__TASK GOAL__. Lines with the word "Ctrl" are the answer; copy each of them from the data below.

INFORMATION PROVIDED section start

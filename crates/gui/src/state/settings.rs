//! Application settings

use serde::{Deserialize, Serialize};
use shared::BuildVolume;

/// Viewport display settings
#[derive(Debug, Clone, PartialEq, Serialize, Deserialize)]
#[serde(default)]
pub struct ViewportSettings {
    /// Background color RGB
    pub background_color: [u8; 3],
    /// Platform wireframe color RGB
    pub platform_color: [u8; 3],
    /// Color of newly placed objects RGB
    pub object_color: [u8; 3],
    /// Highlight color of the selected object RGB
    pub selection_color: [u8; 3],
    /// Start with an orthographic projection
    pub orthographic: bool,
    /// Animate newly placed objects dropping onto the platform
    pub drop_animation: bool,
    /// Interval of the periodic redraw request, milliseconds
    pub redraw_interval_ms: u64,
}

impl Default for ViewportSettings {
    fn default() -> Self {
        Self {
            background_color: [0, 0, 0],
            platform_color: [200, 200, 200],
            object_color: [77, 179, 128],
            selection_color: [0, 220, 255],
            orthographic: false,
            drop_animation: true,
            redraw_interval_ms: 50,
        }
    }
}

/// Step sizes for mouse and keyboard manipulation
#[derive(Debug, Clone, PartialEq, Serialize, Deserialize)]
#[serde(default)]
pub struct InteractionSettings {
    /// Key move step, build-volume units
    pub move_step: f32,
    /// Key move step with Ctrl held
    pub fine_move_step: f32,
    /// Key rotate step, degrees
    pub rotate_step: f32,
    /// Key rotate step with Ctrl held, degrees
    pub fine_rotate_step: f32,
    /// Rotation per wheel notch, degrees
    pub wheel_rotate_step: f32,
    /// Distance factor per shift+wheel notch
    pub zoom_factor: f32,
    /// Radius of the virtual trackball sphere in normalized device units
    pub trackball_radius: f32,
}

impl Default for InteractionSettings {
    fn default() -> Self {
        Self {
            move_step: 5.0,
            fine_move_step: 1.0,
            rotate_step: 18.0,
            fine_rotate_step: 1.0,
            wheel_rotate_step: 5.0,
            zoom_factor: 1.05,
            trackball_radius: 0.8,
        }
    }
}

/// All application settings
#[derive(Debug, Clone, PartialEq, Serialize, Deserialize, Default)]
#[serde(default)]
pub struct AppSettings {
    /// Printer build volume
    pub build_volume: BuildVolume,
    /// Viewport settings
    pub viewport: ViewportSettings,
    /// Manipulation step sizes
    pub interaction: InteractionSettings,
}

impl AppSettings {
    fn config_path() -> Option<std::path::PathBuf> {
        directories::ProjectDirs::from("org", "plater", "plater-view")
            .map(|dirs| dirs.config_dir().join("settings.json"))
    }

    /// Load settings from file, or return default if not found
    pub fn load() -> Self {
        let Some(path) = Self::config_path() else {
            return Self::default();
        };
        match std::fs::read_to_string(&path) {
            Ok(json) => Self::from_json(&json).unwrap_or_else(|e| {
                tracing::warn!("Ignoring malformed settings at {}: {e}", path.display());
                Self::default()
            }),
            Err(_) => Self::default(),
        }
    }

    /// Save settings to file
    pub fn save(&self) {
        let Some(path) = Self::config_path() else {
            return;
        };
        if let Some(dir) = path.parent() {
            if let Err(e) = std::fs::create_dir_all(dir) {
                tracing::warn!("Cannot create config dir {}: {e}", dir.display());
                return;
            }
        }
        match serde_json::to_string_pretty(self) {
            Ok(json) => {
                if let Err(e) = std::fs::write(&path, json) {
                    tracing::warn!("Cannot write settings to {}: {e}", path.display());
                }
            }
            Err(e) => tracing::warn!("Cannot serialize settings: {e}"),
        }
    }

    pub fn from_json(json: &str) -> Result<Self, serde_json::Error> {
        let settings: Self = serde_json::from_str(json)?;
        if settings.build_volume.is_valid() {
            Ok(settings)
        } else {
            tracing::warn!("Configured build volume is not positive, using default");
            Ok(Self {
                build_volume: BuildVolume::default(),
                ..settings
            })
        }
    }
}

/// Convert an RGB byte triple to normalized floats
pub fn rgb(c: [u8; 3]) -> [f32; 3] {
    [c[0] as f32 / 255.0, c[1] as f32 / 255.0, c[2] as f32 / 255.0]
}
//! End-to-end viewport behaviour through the headless harness.

use glam::{Quat, Vec2, Vec3};
use plater_view_lib::fixtures::{cube_spec, resting_spec, two_object_scene};
use plater_view_lib::harness::ViewportHarness;
use plater_view_lib::viewport::composer::DrawItem;
use plater_view_lib::viewport::interaction::{EventOutcome, InteractionState, Modifiers, PointerButton};
use plater_view_lib::ViewportError;
use shared::ObjectSpec;

fn harness_with_cube() -> ViewportHarness {
    let mut h = ViewportHarness::new();
    h.add(&resting_spec(cube_spec("box", 10.0, 10.0, 10.0))).unwrap();
    h
}

#[test]
fn test_shift_drag_rotates_camera_and_leaves_object() {
    let mut h = harness_with_cube();
    let outcome = h.drag(
        PointerButton::Left,
        Vec2::new(100.0, 100.0),
        Vec2::new(110.0, 100.0),
        Modifiers::SHIFT,
    );
    assert_eq!(outcome, EventOutcome::Redraw);
    assert!(h.camera().orientation.angle_between(Quat::IDENTITY) > 1e-4);
    assert_eq!(h.object("box").unwrap().position, Vec3::ZERO);
    assert_eq!(h.viewport.state(), InteractionState::Idle);
}

#[test]
fn test_plain_drag_moves_selected_by_world_delta() {
    let mut h = harness_with_cube();
    let projector = h.viewport.projector().unwrap();
    let expected = projector.world_delta(Vec2::new(100.0, 100.0), Vec2::new(110.0, 100.0));

    h.drag(
        PointerButton::Left,
        Vec2::new(100.0, 100.0),
        Vec2::new(110.0, 100.0),
        Modifiers::NONE,
    );

    assert_eq!(h.camera().orientation, Quat::IDENTITY);
    let p = h.object("box").unwrap().position;
    assert!((p.x - expected.x).abs() < 1e-3);
    assert!((p.y - expected.y).abs() < 1e-3);
    assert_eq!(p.z, 0.0);
    // 10 pixels on a 200-unit platform seen from 200 units away
    assert!(p.x > 1.0 && p.x < 10.0, "moved {}", p.x);
}

#[test]
fn test_drag_after_deselect_is_noop() {
    let mut h = harness_with_cube();
    h.clear_selection();
    let outcome = h.drag(
        PointerButton::Left,
        Vec2::new(100.0, 100.0),
        Vec2::new(200.0, 150.0),
        Modifiers::NONE,
    );
    assert_eq!(outcome, EventOutcome::Skipped(ViewportError::NoSelection));
    assert_eq!(h.object("box").unwrap().position, Vec3::ZERO);
}

#[test]
fn test_zoom_in_then_out_restores_view() {
    let mut h = ViewportHarness::new();
    let cursor = Vec2::new(650.0, 120.0);
    let before = h.viewport.projector().unwrap();
    let anchor = before.unproject(cursor.x, cursor.y, before.reference_depth());
    let distance = h.camera().distance;

    h.wheel(1.0, cursor, Modifiers::SHIFT);
    assert!(h.camera().distance < distance);
    let zoomed = h.viewport.projector().unwrap();
    let under = zoomed.unproject(cursor.x, cursor.y, zoomed.reference_depth());
    assert!(under.abs_diff_eq(anchor, 0.1));

    h.wheel(-1.0, cursor, Modifiers::SHIFT);
    assert!((h.camera().distance - distance).abs() < 1e-3);
    let after = h.viewport.projector().unwrap();
    let under = after.unproject(cursor.x, cursor.y, after.reference_depth());
    assert!(under.abs_diff_eq(anchor, 0.1));
}

#[test]
fn test_orthographic_zoom_keeps_cursor_point() {
    let mut h = ViewportHarness::new();
    h.viewport.toggle_projection();
    let cursor = Vec2::new(200.0, 500.0);
    let before = h.viewport.projector().unwrap();
    let anchor = before.unproject(cursor.x, cursor.y, before.reference_depth());

    for _ in 0..5 {
        h.wheel(1.0, cursor, Modifiers::SHIFT);
    }
    let after = h.viewport.projector().unwrap();
    let under = after.unproject(cursor.x, cursor.y, after.reference_depth());
    assert!(under.truncate().abs_diff_eq(anchor.truncate(), 0.05));
}

#[test]
fn test_placed_objects_drop_and_settle() {
    let mut h = ViewportHarness::from_scene(&two_object_scene()).unwrap();
    assert_eq!(h.object_count(), 2);
    assert!(h.viewport.is_animating());
    assert!(h.object("peg").unwrap().position.z > 0.0);

    let frames = h.run_animations();
    assert!(frames > 0);
    for name in ["block", "peg"] {
        let object = h.object(name).unwrap();
        assert_eq!(object.position.z, 0.0);
        assert_eq!(object.scale.z, 1.0);
    }
}

#[test]
fn test_drop_keeps_configured_scale() {
    let mut h = ViewportHarness::new();
    let spec = ObjectSpec {
        scale: [1.0, 1.0, 3.0],
        ..cube_spec("tall", 10.0, 10.0, 10.0)
    };
    h.add(&spec).unwrap();
    assert!(h.viewport.is_animating());

    h.run_animations();
    let tall = h.object("tall").unwrap();
    assert_eq!(tall.scale, Vec3::new(1.0, 1.0, 3.0));
    assert_eq!(tall.position.z, 0.0);
}

#[test]
fn test_removing_mid_drop_is_safe() {
    let mut h = ViewportHarness::new();
    h.add(&cube_spec("box", 5.0, 5.0, 5.0)).unwrap();
    h.advance(std::time::Duration::from_millis(200));
    assert_eq!(h.remove_selected().as_deref(), Some("box"));
    assert!(!h.viewport.is_animating());
    assert_eq!(h.run_animations(), 0);
}

#[test]
fn test_frame_draws_platform_marker_and_objects() {
    let mut h = ViewportHarness::from_scene(&two_object_scene()).unwrap();
    h.viewport.set_hovered(true);
    h.move_to(Vec2::new(400.0, 300.0), Modifiers::NONE);

    let frame = h.frame();
    assert_eq!(frame.commands.len(), 4);
    assert_eq!(frame.commands[0].item, DrawItem::Platform);
    assert_eq!(frame.commands[1].item, DrawItem::CursorMarker);
    assert_eq!(
        frame.commands[3].item,
        DrawItem::Object { name: "peg".into(), selected: true }
    );
    assert_eq!(h.viewport.composer().initializations(), 1);
}

#[test]
fn test_zero_size_viewport_skips_projection() {
    let mut h = harness_with_cube();
    h.resize(0.0, 0.0);
    let outcome = h.drag(
        PointerButton::Left,
        Vec2::new(0.0, 0.0),
        Vec2::new(10.0, 0.0),
        Modifiers::NONE,
    );
    assert!(matches!(
        outcome,
        EventOutcome::Skipped(ViewportError::DegenerateViewport { .. })
    ));
    assert!(h.frame().commands.is_empty());

    h.resize(640.0, 480.0);
    assert_eq!(h.frame().commands.len(), 2);
}
//! Factory functions for creating test data.
//!
//! Convenient builders for `ObjectSpec`, `SceneDescription` and
//! `SceneObject`, used by the unit tests, the integration tests and the
//! harness.

use std::sync::Arc;

use glam::Vec3;
use shared::*;

use crate::state::SceneObject;
use crate::viewport::mesh::MeshData;

// ── Object specs ────────────────────────────────────────────────

/// Cube resting on the platform at the origin.
pub fn cube_spec(name: &str, w: f64, d: f64, h: f64) -> ObjectSpec {
    ObjectSpec::new(name, Primitive::Cube { width: w, depth: d, height: h })
}

/// Cube resting on the platform at `pos`.
pub fn cube_spec_at(name: &str, w: f64, d: f64, h: f64, pos: [f64; 3]) -> ObjectSpec {
    cube_spec(name, w, d, h).at(pos)
}

pub fn cylinder_spec(name: &str, radius: f64, height: f64) -> ObjectSpec {
    ObjectSpec::new(name, Primitive::Cylinder { radius, height })
}

pub fn sphere_spec(name: &str, radius: f64) -> ObjectSpec {
    ObjectSpec::new(name, Primitive::Sphere { radius })
}

/// Spec that skips the drop animation.
pub fn resting_spec(spec: ObjectSpec) -> ObjectSpec {
    ObjectSpec { drop_offset: 0.0, ..spec }
}

// ── Scenes ──────────────────────────────────────────────────────

/// Default build volume with no objects.
pub fn empty_scene() -> SceneDescription {
    SceneDescription {
        build_volume: Some(BuildVolume::default()),
        objects: Vec::new(),
    }
}

/// A cube and a cylinder side by side on the default platform.
pub fn two_object_scene() -> SceneDescription {
    SceneDescription {
        build_volume: Some(BuildVolume::default()),
        objects: vec![
            cube_spec_at("block", 20.0, 20.0, 10.0, [60.0, 100.0, 0.0]),
            cylinder_spec("peg", 5.0, 30.0).at([140.0, 100.0, 0.0]),
        ],
    }
}

// ── Scene objects ───────────────────────────────────────────────

/// Object with an empty mesh, for tests that never render.
pub fn bare_object(name: &str, position: Vec3) -> SceneObject {
    SceneObject::new(name, empty_mesh()).with_position(position)
}

pub fn empty_mesh() -> Arc<MeshData> {
    Arc::new(MeshData {
        vertices: Vec::new(),
        indices: Vec::new(),
    })
}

INFORMATION PROVIDED section end

__ANSWER TO THIS PROBLEM__.
    /// Key move step with Ctrl held
    /// Key rotate step with Ctrl held, degrees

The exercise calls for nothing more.